Decision tree is a supervised learning technique that can be used for both classification and regression problems, but it is mostly preferred for solving classification problems. It is a tree classifier, where internal nodes represent features of a dataset, branches represent decision rules, and each leaf node represents the result.
Why use Decision Trees?
Decision trees generally mimic human thinking ability when making decisions, so it is easy to understand.
The logic behind the decision tree can be easily understood as it shows a tree structure.
How does the Decision Tree algorithm Work?
Step 1: Start the tree with the root node, called S, which contains the complete dataset.
Step 2: Find the best attribute in the dataset using the attribute selection metric (ASM).
Step 3: Divide the S into subsets that contain possible values for the best attributes.
Step 4: Generate the decision tree node, which contains the best attribute.

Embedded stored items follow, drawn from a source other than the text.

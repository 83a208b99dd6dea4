//! Run record: the single source of truth for one pipeline run.

use crate::plan::ArchitecturePlan;
use botforge_core::{Configuration, RawConfiguration, RunId};
use chrono::{DateTime, Utc};
use serde::{Deserialize, Serialize};
use std::path::PathBuf;
use std::sync::Arc;

/// Pipeline stage. Moves strictly forward; `Completed` and `Failed` are terminal.
#[derive(Serialize, Deserialize, Clone, Copy, Debug, PartialEq, Eq, PartialOrd, Ord, Hash)]
#[serde(rename_all = "lowercase")]
pub enum Stage {
    Pending,
    Validating,
    Planning,
    Rendering,
    Packaging,
    Finalizing,
    Completed,
    Failed,
}

impl Stage {
    pub fn is_terminal(&self) -> bool {
        matches!(self, Self::Completed | Self::Failed)
    }

    /// The stage that follows on success, if any.
    pub fn successor(&self) -> Option<Stage> {
        match self {
            Self::Pending => Some(Self::Validating),
            Self::Validating => Some(Self::Planning),
            Self::Planning => Some(Self::Rendering),
            Self::Rendering => Some(Self::Packaging),
            Self::Packaging => Some(Self::Finalizing),
            Self::Finalizing => Some(Self::Completed),
            Self::Completed | Self::Failed => None,
        }
    }

    /// Only the immediate successor or `Failed` (from a non-terminal stage) is allowed.
    pub fn can_advance_to(&self, next: Stage) -> bool {
        if self.is_terminal() {
            return false;
        }
        next == Stage::Failed || self.successor() == Some(next)
    }

    /// Whether a cancel request can still take effect.
    pub fn accepts_cancel(&self) -> bool {
        *self < Stage::Finalizing
    }
}

impl std::fmt::Display for Stage {
    fn fmt(&self, f: &mut std::fmt::Formatter<'_>) -> std::fmt::Result {
        match self {
            Self::Pending => write!(f, "pending"),
            Self::Validating => write!(f, "validating"),
            Self::Planning => write!(f, "planning"),
            Self::Rendering => write!(f, "rendering"),
            Self::Packaging => write!(f, "packaging"),
            Self::Finalizing => write!(f, "finalizing"),
            Self::Completed => write!(f, "completed"),
            Self::Failed => write!(f, "failed"),
        }
    }
}

/// Where a failed run stopped.
#[derive(Serialize, Deserialize, Clone, Copy, Debug, PartialEq, Eq)]
#[serde(rename_all = "lowercase")]
pub enum FailureStage {
    Validation,
    Planning,
    Rendering,
    Packaging,
    Finalizing,
    Cancelled,
}

impl std::fmt::Display for FailureStage {
    fn fmt(&self, f: &mut std::fmt::Formatter<'_>) -> std::fmt::Result {
        match self {
            Self::Validation => write!(f, "validation"),
            Self::Planning => write!(f, "planning"),
            Self::Rendering => write!(f, "rendering"),
            Self::Packaging => write!(f, "packaging"),
            Self::Finalizing => write!(f, "finalizing"),
            Self::Cancelled => write!(f, "cancelled"),
        }
    }
}

#[derive(Serialize, Deserialize, Clone, Debug, PartialEq, Eq)]
pub struct RunFailure {
    pub stage: FailureStage,
    pub reason: String,
}

impl RunFailure {
    pub fn new(stage: FailureStage, reason: impl Into<String>) -> Self {
        Self { stage, reason: reason.into() }
    }

    pub fn cancelled() -> Self {
        Self::new(FailureStage::Cancelled, "run cancelled")
    }
}

impl std::fmt::Display for RunFailure {
    fn fmt(&self, f: &mut std::fmt::Formatter<'_>) -> std::fmt::Result {
        write!(f, "{}: {}", self.stage, self.reason)
    }
}

#[derive(Serialize, Deserialize, Clone, Debug)]
pub struct StageEntry {
    pub stage: Stage,
    pub at: DateTime<Utc>,
}

#[derive(Debug, Clone, PartialEq, Eq, thiserror::Error)]
#[error("illegal transition {from} -> {to}")]
pub struct TransitionError {
    pub from: Stage,
    pub to: Stage,
}

#[derive(Serialize, Deserialize, Clone, Debug)]
pub struct RunRecord {
    pub id: RunId,
    pub raw: Arc<RawConfiguration>,
    pub config: Option<Arc<Configuration>>,
    pub stage: Stage,
    pub plan: Option<Arc<ArchitecturePlan>>,
    pub output_path: Option<PathBuf>,
    /// Relative paths of the exposed tree, sorted; empty until completed.
    pub files: Vec<String>,
    pub failure: Option<RunFailure>,
    pub created_at: DateTime<Utc>,
    pub updated_at: DateTime<Utc>,
    pub ended_at: Option<DateTime<Utc>>,
    pub history: Vec<StageEntry>,
    pub planner_attempts: u32,
}

impl RunRecord {
    pub fn new(id: RunId, raw: RawConfiguration) -> Self {
        let now = Utc::now();
        Self {
            id,
            raw: Arc::new(raw),
            config: None,
            stage: Stage::Pending,
            plan: None,
            output_path: None,
            files: Vec::new(),
            failure: None,
            created_at: now,
            updated_at: now,
            ended_at: None,
            history: vec![StageEntry { stage: Stage::Pending, at: now }],
            planner_attempts: 0,
        }
    }

    /// Commit the next stage. The only way `stage` changes.
    pub fn transition(&mut self, next: Stage) -> Result<(), TransitionError> {
        if !self.stage.can_advance_to(next) {
            return Err(TransitionError { from: self.stage, to: next });
        }
        let now = Utc::now();
        self.stage = next;
        self.updated_at = now;
        self.history.push(StageEntry { stage: next, at: now });
        if next.is_terminal() {
            self.ended_at = Some(now);
        }
        Ok(())
    }

    pub fn fail(&mut self, failure: RunFailure) -> Result<(), TransitionError> {
        self.transition(Stage::Failed)?;
        self.failure = Some(failure);
        Ok(())
    }

    pub fn complete(&mut self, output_path: PathBuf, files: Vec<String>) -> Result<(), TransitionError> {
        self.transition(Stage::Completed)?;
        self.output_path = Some(output_path);
        self.files = files;
        Ok(())
    }

    pub fn status(&self) -> RunStatus {
        RunStatus {
            id: self.id.clone(),
            stage: self.stage,
            failure: self.failure.clone(),
            output_path: self.output_path.clone(),
            files: self.files.clone(),
            created_at: self.created_at,
            updated_at: self.updated_at,
            ended_at: self.ended_at,
            planner_attempts: self.planner_attempts,
        }
    }

    pub fn to_yaml(&self) -> String {
        serde_yaml::to_string(self).unwrap_or_default()
    }
}

/// Caller-facing view of a run.
#[derive(Serialize, Deserialize, Clone, Debug)]
pub struct RunStatus {
    pub id: RunId,
    pub stage: Stage,
    pub failure: Option<RunFailure>,
    pub output_path: Option<PathBuf>,
    pub files: Vec<String>,
    pub created_at: DateTime<Utc>,
    pub updated_at: DateTime<Utc>,
    pub ended_at: Option<DateTime<Utc>>,
    pub planner_attempts: u32,
}

impl RunStatus {
    pub fn is_finished(&self) -> bool {
        self.stage.is_terminal()
    }
}

#[cfg(test)]
mod tests {
    use super::*;

    fn record() -> RunRecord {
        RunRecord::new(RunId::new("run-1"), RawConfiguration::default())
    }

    #[test]
    fn record_lifecycle() {
        let mut r = record();
        for stage in [
            Stage::Validating,
            Stage::Planning,
            Stage::Rendering,
            Stage::Packaging,
            Stage::Finalizing,
        ] {
            r.transition(stage).unwrap();
        }
        r.complete(PathBuf::from("/tmp/out"), vec!["main.py".into()]).unwrap();
        assert_eq!(r.stage, Stage::Completed);
        assert_eq!(r.history.len(), 7);
        assert!(r.ended_at.is_some());
        assert_eq!(r.output_path.as_deref(), Some(std::path::Path::new("/tmp/out")));
        assert_eq!(r.status().files, vec!["main.py"]);
    }

    #[test]
    fn transitions_never_go_backwards_or_repeat() {
        let mut r = record();
        r.transition(Stage::Validating).unwrap();
        assert!(r.transition(Stage::Validating).is_err());
        assert!(r.transition(Stage::Pending).is_err());
        assert!(r.transition(Stage::Rendering).is_err());
        assert_eq!(r.stage, Stage::Validating);
    }

    #[test]
    fn terminal_records_are_frozen() {
        let mut r = record();
        r.fail(RunFailure::new(FailureStage::Validation, "bad name")).unwrap();
        assert!(r.transition(Stage::Validating).is_err());
        assert!(r.fail(RunFailure::cancelled()).is_err());
        assert_eq!(r.failure.as_ref().unwrap().stage, FailureStage::Validation);
    }

    #[test]
    fn cancel_window_closes_at_finalizing() {
        assert!(Stage::Pending.accepts_cancel());
        assert!(Stage::Packaging.accepts_cancel());
        assert!(!Stage::Finalizing.accepts_cancel());
        assert!(!Stage::Completed.accepts_cancel());
    }

    #[test]
    fn record_yaml_has_stage() {
        let r = record();
        let yaml = r.to_yaml();
        assert!(yaml.contains("run-1"));
        assert!(yaml.contains("pending"));
    }
}
//! botforge-pipeline: configuration in, deployable chatbot tree out.
//!
//! Stages run in a fixed order (validate, plan, render, package, finalize)
//! under the [`Orchestrator`]; every committed stage lands in the
//! [`RunRegistry`] before work on it begins.

pub mod artifact;
pub mod finalize;
pub mod orchestrator;
pub mod packaging;
pub mod plan;
pub mod planner;
pub mod record;
pub mod registry;
pub mod renderer;
pub mod retry;
pub mod templates;

pub use artifact::{ArtifactTree, GeneratedFile};
pub use finalize::{FinalizeError, LocalFsStore, OutputStore};
pub use orchestrator::{CancelAck, Orchestrator};
pub use packaging::{package, PackagingError};
pub use plan::{AgentNode, ArchitecturePlan, GenerationStrategy, PlannedFile, Topology, WiringEntry};
pub use planner::{extract_json, ArchitecturePlanner, LlmPlanner, PlanningError, RuleBasedPlanner};
pub use record::{FailureStage, RunFailure, RunRecord, RunStatus, Stage};
pub use registry::{RegistryError, RunRegistry};
pub use renderer::{RenderError, Renderer};
pub use retry::RetryPolicy;
pub use templates::{TemplateError, TemplateKey, TemplateLibrary};
//! ScriptedProvider: deterministic responses for offline runs and tests
//!
//! Each call to `complete_stream` pops the next step. When the script is
//! exhausted the default step repeats.

use crate::provider::{LlmError, LlmProvider, LlmResult, LlmStream};
use crate::types::{LlmRequest, StreamDelta};
use std::sync::atomic::{AtomicUsize, Ordering};
use std::time::Duration;
use tokio::sync::Mutex;
use tokio_util::sync::CancellationToken;

/// One scripted reply.
#[derive(Clone, Debug)]
pub enum ScriptStep {
    /// Stream the text in small chunks.
    Text(String),
    /// Wait, then stream the text. Cancellation cuts the wait short.
    Delayed(Duration, String),
    /// Never answer; only cancellation or a caller timeout ends the call.
    Hang,
    /// Fail with a retryable error.
    Transient(String),
    /// Fail with a non-retryable rejection.
    Reject(String),
}

pub struct ScriptedProvider {
    steps: Mutex<Vec<ScriptStep>>,
    default_step: ScriptStep,
    call_count: AtomicUsize,
    requests: Mutex<Vec<LlmRequest>>,
}

impl ScriptedProvider {
    /// Always answer with the same step.
    pub fn constant(step: ScriptStep) -> Self {
        Self {
            steps: Mutex::new(Vec::new()),
            default_step: step,
            call_count: AtomicUsize::new(0),
            requests: Mutex::new(Vec::new()),
        }
    }

    /// Consume steps in order, then fall back to a canned text reply.
    pub fn sequence(steps: Vec<ScriptStep>) -> Self {
        Self {
            steps: Mutex::new(steps),
            default_step: ScriptStep::Text("(scripted: sequence exhausted)".into()),
            call_count: AtomicUsize::new(0),
            requests: Mutex::new(Vec::new()),
        }
    }

    pub fn with_default(mut self, step: ScriptStep) -> Self {
        self.default_step = step;
        self
    }

    pub fn call_count(&self) -> usize {
        self.call_count.load(Ordering::SeqCst)
    }

    /// Requests received so far, oldest first.
    pub async fn requests(&self) -> Vec<LlmRequest> {
        self.requests.lock().await.clone()
    }

    async fn next_step(&self, request: LlmRequest) -> ScriptStep {
        self.call_count.fetch_add(1, Ordering::SeqCst);
        self.requests.lock().await.push(request);
        let mut steps = self.steps.lock().await;
        if steps.is_empty() {
            self.default_step.clone()
        } else {
            steps.remove(0)
        }
    }
}

fn text_stream(text: String) -> LlmStream {
    Box::pin(async_stream::stream! {
        let chars: Vec<char> = text.chars().collect();
        for chunk in chars.chunks(24) {
            yield Ok(StreamDelta::Text(chunk.iter().collect()));
        }
        yield Ok(StreamDelta::Done { stop_reason: Some("stop".into()), usage: None });
    })
}

async fn wait_or_cancel(delay: Option<Duration>, cancel: &Option<CancellationToken>) -> LlmResult<()> {
    let token = cancel.clone().unwrap_or_default();
    match delay {
        Some(d) => tokio::select! {
            _ = tokio::time::sleep(d) => Ok(()),
            _ = token.cancelled() => Err(LlmError::Cancelled),
        },
        None => {
            token.cancelled().await;
            Err(LlmError::Cancelled)
        }
    }
}

#[async_trait::async_trait]
impl LlmProvider for ScriptedProvider {
    fn name(&self) -> &str { "scripted" }

    async fn complete_stream(
        &self,
        request: LlmRequest,
        cancel: Option<CancellationToken>,
    ) -> LlmResult<LlmStream> {
        if cancel.as_ref().is_some_and(|t| t.is_cancelled()) {
            return Err(LlmError::Cancelled);
        }
        match self.next_step(request).await {
            ScriptStep::Text(text) => Ok(text_stream(text)),
            ScriptStep::Delayed(delay, text) => {
                wait_or_cancel(Some(delay), &cancel).await?;
                Ok(text_stream(text))
            }
            ScriptStep::Hang => {
                wait_or_cancel(None, &cancel).await?;
                Err(LlmError::Cancelled)
            }
            ScriptStep::Transient(reason) => Err(LlmError::RequestFailed(reason)),
            ScriptStep::Reject(reason) => Err(LlmError::Rejected { status: 400, message: reason }),
        }
    }
}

Step 5: Create new decision trees recursively using the dataset subsets created in step -3. Continue this process until a stage is reached where you can no longer order the nodes and call the final node as a leaf node.
How are Decision Trees used in Classification?
The basic algorithm (called ID3) for building decision trees uses a top-down and greedy search in the space of possible branches without backtracking.
it uses entropy and information gain to build a decision tree.
The ID3 algorithm uses entropy to calculate the homogeneity of a sample. If the sample is completely homogeneous, the entropy is zero and if the sample is equally divided, it has an entropy of one.
Information gain is based on the decrease in entropy after a dataset is split on an attribute. The construction of a decision tree consists in finding the attribute which returns the highest gain of information (that is to say the most homogeneous branches).
In general, decision tree classifiers have good efficiency. However, successful use can be based on available data. Decision tree induction algorithms have been used for classification in several application areas, including medicine, manufacturing and production, monetary analysis, astronomy, and molecular biology. Decision trees are based on several business rule induction systems.